[Dataset entries]
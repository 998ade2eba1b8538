//! Documentation XML Loading
//!
//! Loads a compiler-emitted documentation file and checks it is well formed.
//! The contents are kept verbatim; interpreting the comment syntax is the
//! engine's business.

use quick_xml::events::Event;
use quick_xml::Reader;
use serde::{Deserialize, Serialize};
use std::fs;
use std::path::{Path, PathBuf};
use thiserror::Error;

#[derive(Debug, Error)]
pub enum LoadError {
    #[error("cannot read file: {0}")]
    Io(#[from] std::io::Error),

    #[error("malformed XML at byte {position}: {source}")]
    Xml {
        position: u64,
        #[source]
        source: quick_xml::Error,
    },

    #[error("document has no root element")]
    MissingRoot,

    #[error("unexpected second root element <{0}>")]
    MultipleRoots(String),

    #[error("element <{0}> is never closed")]
    Unclosed(String),
}

/// A documentation file held in memory.
#[derive(Debug, Clone, Serialize, Deserialize, PartialEq, Eq)]
pub struct XmlDocument {
    pub path: PathBuf,
    /// Local name of the root element, `doc` for compiler output.
    pub root: String,
    /// Number of `<member>` elements.
    pub member_count: usize,
    pub contents: String,
}

impl XmlDocument {
    pub fn load(path: &Path) -> Result<Self, LoadError> {
        let contents = fs::read_to_string(path)?;
        Self::parse(path, contents)
    }

    pub fn parse(path: &Path, contents: String) -> Result<Self, LoadError> {
        let (root, member_count) = scan(&contents)?;
        Ok(Self {
            path: path.to_path_buf(),
            root,
            member_count,
            contents,
        })
    }
}

fn scan(xml: &str) -> Result<(String, usize), LoadError> {
    let mut reader = Reader::from_str(xml);
    reader.config_mut().trim_text(true);

    let mut root: Option<String> = None;
    let mut open: Vec<String> = vec![];
    let mut members = 0;

    loop {
        let event = reader.read_event().map_err(|source| LoadError::Xml {
            position: reader.error_position(),
            source,
        })?;

        match event {
            Event::Start(e) | Event::Empty(e) if open.is_empty() && root.is_some() => {
                let name = String::from_utf8_lossy(e.local_name().as_ref()).to_string();
                return Err(LoadError::MultipleRoots(name));
            }
            Event::Start(e) => {
                let name = String::from_utf8_lossy(e.local_name().as_ref()).to_string();
                if name == "member" {
                    members += 1;
                }
                if root.is_none() {
                    root = Some(name.clone());
                }
                open.push(name);
            }
            Event::Empty(e) => {
                let name = String::from_utf8_lossy(e.local_name().as_ref()).to_string();
                if name == "member" {
                    members += 1;
                }
                if root.is_none() {
                    root = Some(name);
                }
            }
            Event::End(_) => {
                open.pop();
            }
            Event::Eof => break,
            _ => {}
        }
    }

    if let Some(name) = open.pop() {
        return Err(LoadError::Unclosed(name));
    }
    root.map(|r| (r, members)).ok_or(LoadError::MissingRoot)
}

INSTRUCTIONS TO FOLLOW =
Each line above with the string "return" should be reported in full.

WRITTEN ANSWER =
                return Err(LoadError::MultipleRoots(name));
        return Err(LoadError::Unclosed(name));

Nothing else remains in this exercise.